| AIM OF THE TASK |
Would you output the entries below only from the line containing "for ray tracing." through the line containing "let rvec = Vec3::splat(radius.abs());", exactly as they stand and with both ends included?

⟨

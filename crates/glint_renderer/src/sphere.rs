//! Sphere primitive for ray tracing.

use glint_core::Material;
use glint_math::{is_zero, Aabb, Ray, Vec3, VectorExt};

use crate::hittable::{Hit, Hittable, Incidence};

/// A sphere primitive.
#[derive(Debug, Clone)]
pub struct Sphere {
    center: Vec3,
    radius: f32,
    material: Material,
    bbox: Aabb,
}

impl Sphere {
    /// Create a new sphere.
    pub fn new(center: Vec3, radius: f32, material: Material) -> Self {
        let rvec = Vec3::splat(radius.abs());
        let bbox = Aabb::from_points(center - rvec, center + rvec);

        Self {
            center,
            radius,
            material,
            bbox,
        }
    }

    pub fn center(&self) -> Vec3 {
        self.center
    }
}

impl Hittable for Sphere {
    fn intersect(&self, ray: &Ray, max_dist: f32) -> Option<Hit> {
        let oc = ray.origin().to(self.center);

        // Projection of the center onto the ray
        let base = ray.direction().dot(oc);
        if base < 0.0 {
            return None;
        }

        let discriminant = base * base - oc.length_squared() + self.radius * self.radius;
        if discriminant < 0.0 {
            return None;
        }
        let sqrtd = discriminant.sqrt();

        // Nearest root, unless it is the surface the ray is leaving
        let near = base - sqrtd;
        let t = if near > 0.0 && !is_zero(near) {
            near
        } else {
            base + sqrtd
        };
        if is_zero(t) || t > max_dist {
            return None;
        }

        let point = ray.at(t);
        let normal = self.normal_at(point);
        let incidence = if ray.direction().dot(normal) < 0.0 {
            Incidence::Entering
        } else {
            Incidence::Exiting
        };

        Some(Hit {
            t,
            point,
            normal,
            incidence,
        })
    }

    fn normal_at(&self, point: Vec3) -> Vec3 {
        self.center.to(point).normalize()
    }

    fn bounding_box(&self) -> Aabb {
        self.bbox
    }

    fn position(&self) -> Vec3 {
        self.center
    }

    fn material(&self) -> &Material {
        &self.material
    }
}

#[cfg(test)]
mod tests {
    use super::*;

    fn unit_sphere() -> Sphere {
        Sphere::new(Vec3::ZERO, 1.0, Material::default())
    }

    #[test]
    fn test_sphere_hit_through_center() {
        let sphere = Sphere::new(Vec3::new(0.0, 0.0, -5.0), 0.5, Material::default());
        let ray = Ray::new(Vec3::ZERO, -Vec3::Z);

        let hit = sphere.intersect(&ray, f32::INFINITY).unwrap();

        // center distance minus radius
        assert!((hit.t - 4.5).abs() < 1e-5);
        assert_eq!(hit.incidence, Incidence::Entering);
        assert!((hit.normal - Vec3::Z).length() < 1e-5);
    }

    #[test]
    fn test_sphere_hit_from_random_directions() {
        use rand::rngs::StdRng;
        use rand::{Rng, SeedableRng};

        let mut rng = StdRng::seed_from_u64(7);
        let sphere = Sphere::new(Vec3::new(1.0, -2.0, 0.5), 1.5, Material::default());

        for _ in 0..100 {
            let dir = Vec3::new(
                rng.gen_range(-1.0..1.0),
                rng.gen_range(-1.0..1.0),
                rng.gen_range(-1.0..1.0),
            );
            if dir.length() < 0.1 {
                continue;
            }
            let dist: f32 = rng.gen_range(3.0..20.0);
            let origin = sphere.center() - dir.normalize() * dist;

            let hit = sphere.intersect(&Ray::new(origin, dir), f32::INFINITY).unwrap();
            assert!((hit.t - (dist - 1.5)).abs() < 1e-3);
            assert_eq!(hit.incidence, Incidence::Entering);
        }
    }

    #[test]
    fn test_sphere_exit_from_inside() {
        let ray = Ray::new(Vec3::ZERO, Vec3::X);
        let hit = unit_sphere().intersect(&ray, f32::INFINITY).unwrap();

        assert!((hit.t - 1.0).abs() < 1e-6);
        assert_eq!(hit.incidence, Incidence::Exiting);
    }

    #[test]
    fn test_sphere_miss() {
        let sphere = unit_sphere();

        // Passes beside the sphere
        let ray = Ray::new(Vec3::new(0.0, 2.0, 5.0), -Vec3::Z);
        assert!(sphere.intersect(&ray, f32::INFINITY).is_none());

        // Sphere behind the origin
        let ray = Ray::new(Vec3::new(0.0, 0.0, 5.0), Vec3::Z);
        assert!(sphere.intersect(&ray, f32::INFINITY).is_none());

        // Sphere beyond max_dist
        let ray = Ray::new(Vec3::new(0.0, 0.0, 5.0), -Vec3::Z);
        assert!(sphere.intersect(&ray, 3.0).is_none());
        assert!(sphere.intersect(&ray, 4.5).is_some());
    }

    #[test]
    fn test_sphere_no_self_intersection() {
        let sphere = unit_sphere();

        // Leaving the surface outward
        let ray = Ray::new(Vec3::Z, Vec3::Z);
        assert!(sphere.intersect(&ray, f32::INFINITY).is_none());

        // Leaving the surface inward: the far side, not the start point
        let ray = Ray::new(Vec3::Z, -Vec3::Z);
        let hit = sphere.intersect(&ray, f32::INFINITY).unwrap();
        assert!((hit.t - 2.0).abs() < 1e-5);
        assert_eq!(hit.incidence, Incidence::Exiting);
    }

    #[test]
    fn test_sphere_bounding_box() {
        let sphere = Sphere::new(Vec3::new(1.0, 2.0, 3.0), 0.5, Material::default());
        let bbox = sphere.bounding_box();

        assert_eq!(bbox.min, Vec3::new(0.5, 1.5, 2.5));
        assert_eq!(bbox.max, Vec3::new(1.5, 2.5, 3.5));
        assert_eq!(sphere.position(), Vec3::new(1.0, 2.0, 3.0));
    }
}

⟩

| WORKED SOLUTION |
//! Sphere primitive for ray tracing.

use glint_core::Material;
use glint_math::{is_zero, Aabb, Ray, Vec3, VectorExt};

use crate::hittable::{Hit, Hittable, Incidence};

/// A sphere primitive.
#[derive(Debug, Clone)]
pub struct Sphere {
    center: Vec3,
    radius: f32,
    material: Material,
    bbox: Aabb,
}

impl Sphere {
    /// Create a new sphere.
    pub fn new(center: Vec3, radius: f32, material: Material) -> Self {
        let rvec = Vec3::splat(radius.abs());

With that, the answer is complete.